Iron Metabolism, Iron Deficiency and Disorders of Haem Synthesis

The ability of iron to exist in both ferric and ferrous states underlies its role in critical enzyme reactions concerned with oxygen and electron transport and the cellular production of energy. Because of the poor solubility of iron, living organisms developed a wide variety of proteins involved in its absorption, transport and storage. Intracellular iron homeostasis is achieved by coordinated regulation of transferrin receptor and ferritin at the level of RNA translation by two cytoplasmic iron-dependent proteins, IRP1 and IRP2 to maintain a constant intracellular iron content.

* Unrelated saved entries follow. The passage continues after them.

use std::path::{Component, Path, PathBuf};

use crate::config::Config;
use crate::error::{AppError, AppResult};
use crate::utils::misc::parse_data_url;

const RECIPE_IMAGE_DIR: &str = "recipes/images";

/// Recipe images on local disk, addressed by paths relative to `root`.
#[derive(Debug, Clone)]
pub struct MediaStorage {
    root: PathBuf,
    max_bytes: usize,
}

impl MediaStorage {
    pub fn new(root: impl Into<PathBuf>, max_bytes: usize) -> Self {
        MediaStorage {
            root: root.into(),
            max_bytes,
        }
    }

    pub fn from_config(config: &Config) -> Self {
        Self::new(config.media_root.clone(), config.max_image_bytes)
    }

    pub fn root(&self) -> &Path {
        &self.root
    }

    /// Decodes a base64 image data URL into its file extension and bytes.
    pub fn decode_image(&self, data_url: &str) -> AppResult<(&'static str, Vec<u8>)> {
        let (mime_type, bytes) = parse_data_url(data_url).ok_or_else(|| {
            AppError::Validation("Image must be a base64 encoded data URL".to_string())
        })?;

        let parsed: mime::Mime = mime_type
            .parse()
            .map_err(|_| AppError::Validation(format!("Unknown image type {}", mime_type)))?;
        if parsed.type_() != mime::IMAGE {
            return Err(AppError::Validation(format!(
                "Expected an image, got {}",
                mime_type
            )));
        }

        let extension = image_extension(&parsed).ok_or_else(|| {
            AppError::Validation(format!("Unsupported image type {}", mime_type))
        })?;

        if bytes.is_empty() {
            return Err(AppError::Validation("Image is empty".to_string()));
        }
        if bytes.len() > self.max_bytes {
            return Err(AppError::Validation(format!(
                "Image exceeds {} bytes",
                self.max_bytes
            )));
        }

        Ok((extension, bytes))
    }

    /// Stores a data URL image and returns its path relative to the media root.
    pub async fn store_recipe_image(&self, data_url: &str) -> AppResult<String> {
        let (extension, bytes) = self.decode_image(data_url)?;

        let relative = format!(
            "{}/{}.{}",
            RECIPE_IMAGE_DIR,
            uuid::Uuid::new_v4(),
            extension
        );
        let path = self.root.join(&relative);
        if let Some(parent) = path.parent() {
            tokio::fs::create_dir_all(parent).await?;
        }
        tokio::fs::write(&path, &bytes).await?;

        tracing::debug!("Stored recipe image {} ({} bytes)", relative, bytes.len());
        Ok(relative)
    }

    /// Best effort: a missing file or a path escaping the root is only logged.
    pub async fn remove(&self, relative: &str) {
        let relative_path = Path::new(relative);
        if relative.is_empty()
            || !relative_path
                .components()
                .all(|c| matches!(c, Component::Normal(_)))
        {
            tracing::warn!("Refusing to remove media path {:?}", relative);
            return;
        }

        if let Err(e) = tokio::fs::remove_file(self.root.join(relative_path)).await {
            tracing::warn!("Failed to remove media file {}: {}", relative, e);
        }
    }
}

fn image_extension(mime_type: &mime::Mime) -> Option<&'static str> {
    let extensions = mime_guess::get_mime_extensions(mime_type)?;
    if mime_type.subtype() == mime::JPEG {
        return Some("jpg");
    }
    extensions
        .iter()
        .copied()
        .find(|ext| *ext == mime_type.subtype().as_str())
        .or_else(|| extensions.first().copied())
}

#[cfg(test)]
mod tests {
    use super::*;
    use crate::test_support::PNG_DATA_URL;

    #[test]
    fn test_decode_image() {
        let storage = MediaStorage::new("media", 1024);

        let (ext, bytes) = storage.decode_image(PNG_DATA_URL).unwrap();
        assert_eq!(ext, "png");
        assert!(!bytes.is_empty());

        let (ext, _) = storage
            .decode_image("data:image/jpeg;base64,aGVsbG8=")
            .unwrap();
        assert_eq!(ext, "jpg");
    }

    #[test]
    fn test_decode_rejects_non_images_and_oversize() {
        let storage = MediaStorage::new("media", 4);
        assert!(storage.decode_image("data:text/plain;base64,aGVsbG8=").is_err());
        assert!(storage.decode_image("data:image/png;base64,aGVsbG8=").is_err());
        assert!(storage.decode_image("not a data url").is_err());
    }

    #[actix_web::test]
    async fn test_store_and_remove() {
        let dir = tempfile::tempdir().unwrap();
        let storage = MediaStorage::new(dir.path(), 1024 * 1024);

        let relative = storage.store_recipe_image(PNG_DATA_URL).await.unwrap();
        assert!(relative.starts_with("recipes/images/"));
        assert!(relative.ends_with(".png"));
        assert!(dir.path().join(&relative).exists());

        storage.remove(&relative).await;
        assert!(!dir.path().join(&relative).exists());

        // nothing outside the root is touched
        storage.remove("../outside.png").await;
    }
}
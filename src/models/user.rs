use serde::{Deserialize, Serialize};
use sqlx::FromRow;
use validator::Validate;

pub const ROLE_USER: &str = "user";
pub const ROLE_ADMIN: &str = "admin";

#[derive(Debug, Clone, Serialize, Deserialize, FromRow)]
pub struct User {
    pub id: i64,
    pub email: String,
    pub username: String,
    pub first_name: String,
    pub last_name: String,
    #[serde(skip_serializing)]
    pub password_hash: String,
    pub role: String,
    pub created_at: i64,
}

impl User {
    pub fn is_admin(&self) -> bool {
        self.role == ROLE_ADMIN
    }
}

/// Public profile as seen by the requesting user.
#[derive(Debug, Clone, Serialize, Deserialize)]
pub struct UserResponse {
    pub email: String,
    pub id: i64,
    pub username: String,
    pub first_name: String,
    pub last_name: String,
    pub is_subscribed: bool,
}

impl UserResponse {
    pub fn from_user(user: User, is_subscribed: bool) -> Self {
        UserResponse {
            email: user.email,
            id: user.id,
            username: user.username,
            first_name: user.first_name,
            last_name: user.last_name,
            is_subscribed,
        }
    }
}

/// Registration echo, without the derived subscription flag
#[derive(Debug, Clone, Serialize, Deserialize)]
pub struct UserCreatedResponse {
    pub email: String,
    pub id: i64,
    pub username: String,
    pub first_name: String,
    pub last_name: String,
}

impl From<User> for UserCreatedResponse {
    fn from(user: User) -> Self {
        UserCreatedResponse {
            email: user.email,
            id: user.id,
            username: user.username,
            first_name: user.first_name,
            last_name: user.last_name,
        }
    }
}

#[derive(Debug, Deserialize, Validate)]
pub struct CreateUserRequest {
    #[validate(email, length(max = 254))]
    pub email: String,

    #[validate(length(min = 2, max = 150))]
    pub username: String,

    #[validate(length(min = 1, max = 150))]
    pub first_name: String,

    #[validate(length(min = 1, max = 150))]
    pub last_name: String,

    #[validate(length(min = 1, max = 128))]
    pub password: String,
}

#[derive(Debug, Deserialize, Validate)]
pub struct SetPasswordRequest {
    #[validate(length(min = 1, max = 128))]
    pub new_password: String,

    #[validate(length(min = 1))]
    pub current_password: String,
}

Systemic iron homeostasis is controlled by hepcidin, a polypeptide made in the liver. Hepcidin regulates iron homeostasis by binding to cell-surface ferroportin, causing its degradation, thereby inhibiting iron absorption and iron release from macrophages. Hepcidin synthesis is itself regulated by iron stores, inflammatory cytokines and erythropoiesis. Despite these powerful homeostatic mechanisms, iron deficiency is one of the most common nutritional problems. It is the outcome of blood loss, increased physiologic demands and limited supply when the diet is of poor quality and mainly vegetarian. Despite some improvement in recent years, iron deficiency remains the top ranking cause of anaemia worldwide. Pathological alterations in haem synthesis include the porphyrias, and sideroblastic anaemia. Porphyrias are characterized by a defect in haem synthesis resulting in the accumulation of haem intermediates in the liver or the erythron. The sideroblastic anaemias comprise a group of refractory anaemias with an excess of iron appearing as "rings" in the developing erythroblasts.